Spinal cord compression in breast cancer: a review of 70 cases

Abstract

Spinal cord compression (SCC) is a relatively uncommon but frequently disabling complication of metastatic breast cancer. We have conducted this retrospective study of 70 patients with SCC secondary to breast cancer with the aims of determining risk factors for its development and predictors of outcome. Median age at diagnosis of breast cancer was 51 years with median time to SCC 42 months. All patients had radiological evidence of bone metastases at the time of SCC, and only five were not known to have bone metastases prior to SCC. The most frequent symptom of SCC was motor weakness (96%) followed by pain (94%), sensory disturbance (79%) and sphincter disturbance (61%). Ninety-one percent of patients had at least one symptom for more than a week.

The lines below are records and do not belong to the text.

//! Per-agent memory collection.

use crate::models::{MemoryId, MemoryKind, MemoryRecord, Valence};
use crate::scoring::clamp_unit;
use serde::{Deserialize, Serialize};
use std::collections::{BTreeMap, BTreeSet};

/// All memory held for one agent.
///
/// The episodic log is insertion ordered; index 0 is the oldest record.
#[derive(Debug, Clone, Default, PartialEq, Serialize, Deserialize)]
pub struct MemoryCollection {
    /// Raw events, oldest first.
    pub(crate) episodic: Vec<MemoryRecord>,
    /// Derived patterns keyed by pattern key.
    pub(crate) semantic: BTreeMap<String, MemoryRecord>,
    /// Trait strengths in [0, 1].
    pub(crate) identity: BTreeMap<String, f32>,
    /// Occurrence count each pattern had when last promoted.
    #[serde(default)]
    pub(crate) consolidated_counts: BTreeMap<String, usize>,
    /// Collaboration partners seen.
    #[serde(default)]
    pub(crate) partners: BTreeSet<String>,
    /// Last consolidation (Unix epoch seconds).
    pub(crate) last_consolidation: u64,
    /// Episodic records stored since the last consolidation.
    #[serde(default)]
    pub(crate) stored_since_consolidation: usize,
    /// Successful store calls.
    pub(crate) total_memories: u64,
    /// Consolidation efficiency in [0, 1].
    pub(crate) efficiency: f32,
}

impl MemoryCollection {
    /// Creates an empty collection whose consolidation clock starts at `now`.
    #[must_use]
    pub fn new(now: u64) -> Self {
        Self {
            last_consolidation: now,
            ..Self::default()
        }
    }

    /// Episodic records, oldest first.
    #[must_use]
    pub fn episodic(&self) -> &[MemoryRecord] {
        &self.episodic
    }

    /// Semantic patterns keyed by pattern key.
    #[must_use]
    pub const fn semantic(&self) -> &BTreeMap<String, MemoryRecord> {
        &self.semantic
    }

    /// Identity trait strengths.
    #[must_use]
    pub const fn identity(&self) -> &BTreeMap<String, f32> {
        &self.identity
    }

    /// Collaboration partners seen.
    #[must_use]
    pub const fn partners(&self) -> &BTreeSet<String> {
        &self.partners
    }

    /// Last consolidation timestamp.
    #[must_use]
    pub const fn last_consolidation(&self) -> u64 {
        self.last_consolidation
    }

    /// Successful store calls over the collection's lifetime.
    #[must_use]
    pub const fn total_memories(&self) -> u64 {
        self.total_memories
    }

    /// Consolidation efficiency.
    #[must_use]
    pub const fn efficiency(&self) -> f32 {
        self.efficiency
    }

    /// Number of records or traits held for `kind`.
    #[must_use]
    pub fn count(&self, kind: MemoryKind) -> usize {
        match kind {
            MemoryKind::Episodic => self.episodic.len(),
            MemoryKind::Semantic => self.semantic.len(),
            MemoryKind::Identity => self.identity.len(),
        }
    }

    /// Looks up an episodic record by ID.
    #[must_use]
    pub fn get(&self, id: &MemoryId) -> Option<&MemoryRecord> {
        self.episodic.iter().find(|r| &r.id == id)
    }

    /// Appends an episodic record.
    pub(crate) fn push_episodic(&mut self, record: MemoryRecord) {
        self.episodic.push(record);
        self.stored_since_consolidation += 1;
    }

    /// Inserts or replaces a semantic record under `key`.
    pub(crate) fn upsert_semantic(&mut self, key: String, record: MemoryRecord) {
        self.semantic.insert(key, record);
    }

    /// Sets a trait strength, clamped to [0, 1].
    pub(crate) fn set_trait(&mut self, name: String, strength: f32) {
        self.identity.insert(name, clamp_unit(strength));
    }

    /// Adds `delta` to a trait strength, clamped to [0, 1].
    pub(crate) fn nudge_trait(&mut self, name: &str, delta: f32) {
        let strength = self.identity.entry(name.to_string()).or_insert(0.0);
        *strength = clamp_unit(*strength + delta);
    }

    /// Removes an episodic record by ID.
    pub(crate) fn remove(&mut self, id: &MemoryId) -> Option<MemoryRecord> {
        let idx = self.episodic.iter().position(|r| &r.id == id)?;
        Some(self.episodic.remove(idx))
    }

    /// Evicts episodic records until at most `capacity` remain.
    ///
    /// The victim is always the lowest-importance record, the oldest among
    /// equal importance. Returns the evicted records, first evicted first.
    pub(crate) fn evict_to(&mut self, capacity: usize) -> Vec<MemoryRecord> {
        let mut evicted = Vec::new();
        while self.episodic.len() > capacity {
            let Some(idx) = self.eviction_candidate() else {
                break;
            };
            evicted.push(self.episodic.remove(idx));
        }
        evicted
    }

    fn eviction_candidate(&self) -> Option<usize> {
        // min_by returns the first minimum, which is the oldest on ties.
        self.episodic
            .iter()
            .enumerate()
            .min_by(|(_, a), (_, b)| a.importance.total_cmp(&b.importance))
            .map(|(idx, _)| idx)
    }

    /// Tallies the valence of episodic records.
    #[must_use]
    pub fn dominant_valence(&self) -> Valence {
        let mut counts = [0usize; 4];
        for record in &self.episodic {
            let slot = match record.valence {
                Valence::Positive => 0,
                Valence::Negative => 1,
                Valence::Neutral => 2,
                Valence::Mixed => 3,
            };
            counts[slot] += 1;
        }
        Valence::dominant(counts[0], counts[1], counts[2], counts[3])
    }

    /// Records that consolidation finished at `now`.
    pub(crate) const fn mark_consolidated(&mut self, now: u64, efficiency: f32) {
        self.last_consolidation = now;
        self.stored_since_consolidation = 0;
        self.efficiency = efficiency;
    }
}

#[cfg(test)]
mod tests {
    use super::*;
    use std::collections::BTreeSet;

    fn record(id: &str, importance: f32) -> MemoryRecord {
        MemoryRecord {
            id: MemoryId::new(id),
            kind: MemoryKind::Episodic,
            content: id.to_string(),
            created_at: 0,
            confidence: 1.0,
            importance,
            valence: Valence::Neutral,
            entities: BTreeSet::new(),
            topics: BTreeSet::new(),
            collaboration: Vec::new(),
        }
    }

    #[test]
    fn test_evict_lowest_importance_oldest_first() {
        let mut collection = MemoryCollection::new(0);
        collection.push_episodic(record("a", 0.5));
        collection.push_episodic(record("b", 0.9));
        collection.push_episodic(record("c", 0.5));
        collection.push_episodic(record("d", 0.7));

        let evicted = collection.evict_to(2);
        let ids: Vec<_> = evicted.iter().map(|r| r.id.as_str()).collect();
        assert_eq!(ids, vec!["a", "c"]);
        let kept: Vec<_> = collection.episodic().iter().map(|r| r.id.as_str()).collect();
        assert_eq!(kept, vec!["b", "d"]);
    }

    #[test]
    fn test_evict_noop_under_capacity() {
        let mut collection = MemoryCollection::new(0);
        collection.push_episodic(record("a", 0.5));
        assert!(collection.evict_to(5).is_empty());
        assert_eq!(collection.count(MemoryKind::Episodic), 1);
    }

    #[test]
    fn test_remove() {
        let mut collection = MemoryCollection::new(0);
        collection.push_episodic(record("a", 0.5));
        assert!(collection.remove(&MemoryId::new("missing")).is_none());
        assert!(collection.remove(&MemoryId::new("a")).is_some());
        assert!(collection.episodic().is_empty());
    }

    #[test]
    fn test_nudge_trait_clamps() {
        let mut collection = MemoryCollection::new(0);
        for _ in 0..15 {
            collection.nudge_trait("creative", 0.1);
        }
        let strength = collection.identity().get("creative").copied();
        assert_eq!(strength, Some(1.0));
    }

    #[test]
    fn test_dominant_valence() {
        let mut collection = MemoryCollection::new(0);
        assert_eq!(collection.dominant_valence(), Valence::Neutral);
        let mut happy = record("h", 0.5);
        happy.valence = Valence::Positive;
        collection.push_episodic(happy);
        assert_eq!(collection.dominant_valence(), Valence::Positive);
    }
}
//! Structured logging configuration.

use crate::config::{EnvLookup, LoggingSettings, parse_var, process_env};
use std::path::PathBuf;
use tracing_subscriber::EnvFilter;

/// Environment variable selecting the log format.
pub const LOG_FORMAT_ENV: &str = "COGMEM_LOG_FORMAT";
/// Environment variable selecting the log filter.
pub const LOG_LEVEL_ENV: &str = "COGMEM_LOG_LEVEL";
/// Environment variable selecting a log file.
pub const LOG_FILE_ENV: &str = "COGMEM_LOG_FILE";

const DEFAULT_LEVEL: &str = "warn";
const VERBOSE_LEVEL: &str = "debug";

/// Output format for log lines.
#[derive(Debug, Clone, Copy, PartialEq, Eq, Default)]
pub enum LogFormat {
    /// Human-readable, multi-line output.
    #[default]
    Pretty,
    /// One JSON object per line.
    Json,
}

impl LogFormat {
    /// Parses a format name; anything but `json` is pretty.
    #[must_use]
    pub fn parse(s: &str) -> Self {
        if s.trim().eq_ignore_ascii_case("json") {
            Self::Json
        } else {
            Self::Pretty
        }
    }
}

/// Resolved logging configuration.
#[derive(Debug)]
pub struct LoggingConfig {
    /// Output format.
    pub format: LogFormat,
    /// Filter directive string.
    pub level: String,
    /// Optional file to append to instead of stderr.
    pub file: Option<PathBuf>,
}

impl LoggingConfig {
    /// Builds logging configuration from config settings with env overrides.
    ///
    /// `RUST_LOG` wins over both the config file and `COGMEM_LOG_LEVEL`;
    /// `verbose` raises the default level to `debug`.
    #[must_use]
    pub fn from_settings(settings: Option<&LoggingSettings>, verbose: bool) -> Self {
        Self::from_settings_with(settings, verbose, &process_env)
    }

    /// Like [`LoggingConfig::from_settings`], reading overrides through `env`.
    #[must_use]
    pub fn from_settings_with(
        settings: Option<&LoggingSettings>,
        verbose: bool,
        env: &EnvLookup<'_>,
    ) -> Self {
        let mut format = settings
            .and_then(|s| s.format.as_deref())
            .map(LogFormat::parse)
            .unwrap_or_default();
        let mut level = settings
            .and_then(|s| s.level.clone())
            .unwrap_or_else(|| DEFAULT_LEVEL.to_string());
        let mut file = settings.and_then(|s| s.file.clone()).map(PathBuf::from);

        if let Some(f) = parse_var::<String>(env, LOG_FORMAT_ENV) {
            format = LogFormat::parse(&f);
        }
        if let Some(l) = parse_var::<String>(env, LOG_LEVEL_ENV) {
            level = l;
        }
        if let Some(path) = parse_var::<String>(env, LOG_FILE_ENV) {
            file = Some(PathBuf::from(path));
        }
        if verbose {
            level = VERBOSE_LEVEL.to_string();
        }

        Self {
            format,
            level,
            file,
        }
    }

    /// Builds the subscriber filter, preferring `RUST_LOG` when set.
    #[must_use]
    pub fn filter(&self) -> EnvFilter {
        EnvFilter::try_from_default_env()
            .or_else(|_| EnvFilter::try_new(&self.level))
            .unwrap_or_else(|_| EnvFilter::new(DEFAULT_LEVEL))
    }
}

Radiotherapy (RT) was given as primary treatment in 43 cases, whilst 21 had decompressive surgery and seven of these went onto have postoperative radiotherapy. Six patients were deemed too unwell for either modality. Following treatment, 96% of those who were ambulant before therapy maintained the ability to walk. In those unable to walk, 45% regained ambulation, with RT and surgery being equally effective. Median survival following SCC was 4 months, with no significant difference between those treated by RT or surgery. The most important predictor of survival was ability to walk after treatment, followed by time from diagnosis of breast cancer to SCC. We conclude that the majority of patients have warning symptoms of SCC and that nearly all will have evidence of spinal bone metastases before compression occurs. The results suggest that earlier diagnosis and intervention could improve outcome. There was no evidence of benefit from surgery over radiotherapy as primary treatment, survival in both treatment groups being poor.